A UK university has developed a synthetic antibody technology, molecularly imprinted polymers (MIPs), that overcome these drawbacks. Molecular imprinting technology is versatile and it is possible to tailor the polymer for specific targets; meaning it is possible to detect a wide range of biological targets from small ions to larger proteins, bacteria and cells. This methodology removes the requirement for the use of animals, increases batch reproducibility and reduces cost.
The university is developing this synthetic antibody technology for the area of medical diagnostics and are submitting a proposal to a UK funding competition, CRACK IT, to allow further development for this area of application. The preference is to look at biomarkers, such as the cardiac biomarker troponin.
The university is looking for companies that would be potential end users for this synthetic antibody technology, e.g. companies that carry out diagnostic immunoassay screening, to take part in this proposal. The company would be asked to use this technology alongside their normal antibodies to validate their performance and provide feedback to the university to enable further development. Preference is for companies that work with biomarkers, especially the cardiac biomarker troponin as this is of particular interest in relation to the proposal but other biomarkers are also being considered.
It is expected that the partnership will take the form of a research cooperation agreement. The deadline for the funding competition is November 2017 so EOIs should be received before 15th September 2017.

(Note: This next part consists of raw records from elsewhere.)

//! Bit-by-bit decode walk over a Huffman tree.
//!
//! The decoder is a small state machine whose state is the current node.
//! Each bit moves to the left (`0`) or right (`1`) child; reaching a leaf
//! emits its symbol and resets the state to the root. The input must end with
//! the state back at the root.
//!
//! A tree whose root is a leaf encodes its only symbol as the single bit `0`:
//! every `0` emits the symbol, and a `1` is a corrupt stream.

use crate::bitio::BitString;
use crate::error::{HuffmanError, Result};
use crate::tree::{HuffmanTree, Node, NodeId};

/// Decode state bound to one tree.
#[derive(Debug, Clone)]
pub struct Decoder<'t> {
    tree: &'t HuffmanTree,
    current: NodeId,
    /// Bits consumed so far
    position: usize,
}

impl<'t> Decoder<'t> {
    /// Create a decoder positioned at the root.
    ///
    /// # Errors
    /// `HuffmanError::MalformedTree` if the tree fails validation; no bits
    /// are read from a tree that has not passed.
    pub fn new(tree: &'t HuffmanTree) -> Result<Self> {
        tree.validate()?;
        Ok(Self {
            tree,
            current: tree.root(),
            position: 0,
        })
    }

    /// Feed one bit. Returns the symbol if this bit completed a code.
    ///
    /// # Errors
    /// `HuffmanError::CorruptStream` if the bit leads nowhere.
    pub fn step(&mut self, bit: bool) -> Result<Option<u8>> {
        let position = self.position;
        self.position += 1;

        let node = self.node(self.current, position)?;
        let next = match node.child(bit) {
            Some(child) => child,
            // only a lone-leaf root can be the current node here
            None if !bit => self.current,
            None => {
                return Err(HuffmanError::CorruptStream {
                    position,
                    reason: "bit 1 under a single-symbol tree",
                }
                .into())
            }
        };

        match *self.node(next, position)? {
            Node::Leaf { symbol, .. } => {
                self.current = self.tree.root();
                Ok(Some(symbol))
            }
            Node::Internal { .. } => {
                self.current = next;
                Ok(None)
            }
        }
    }

    /// Confirm the input ended on a code boundary.
    ///
    /// # Errors
    /// `HuffmanError::CorruptStream` if the walk stopped between root and leaf.
    pub fn finish(&self) -> Result<()> {
        if self.current != self.tree.root() {
            return Err(HuffmanError::CorruptStream {
                position: self.position,
                reason: "stream ended in the middle of a code",
            }
            .into());
        }
        Ok(())
    }

    /// True if no partial code is pending.
    pub fn at_root(&self) -> bool {
        self.current == self.tree.root()
    }

    /// Decode a whole depadded payload.
    pub fn decode(mut self, bits: &BitString) -> Result<Vec<u8>> {
        let mut out = Vec::with_capacity(bits.len() / 2);
        for bit in bits.iter() {
            if let Some(symbol) = self.step(bit)? {
                out.push(symbol);
            }
        }
        self.finish()?;
        Ok(out)
    }

    fn node(&self, id: NodeId, position: usize) -> Result<&'t Node> {
        self.tree.node(id).ok_or_else(|| {
            HuffmanError::CorruptStream {
                position,
                reason: "bit leads to a missing child",
            }
            .into()
        })
    }
}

- Type of partner sought: The UK university is looking for industrial partners that have expertise in the use of traditional antibodies in the medical diagnostics space and who would be potential end users of the university's synthetic antibody technology.
Companies that work with biomarker and in particular the cardiac biomarker troponin are especially of interest.
The company should be able to provide feedback on the performance of the synthetic antibody technology compared with traditional antibodies in their assay systems and procedures.
- Specific area of activity of the partner: The UK university is looking for companies that would be potential end users of this synthetic antibody technology such as those that carry out medical diagnostic immunoassay screening. In particular they are interested in companies that work with biomarkers such as the cardiac biomarker troponin. The company would be required to test the university's synthetic antibody technology alongside their standard antibodies to compare and contrast performance and provide feedback to the university.
It is envisaged that the partnership will take the form of a research cooperation agreement.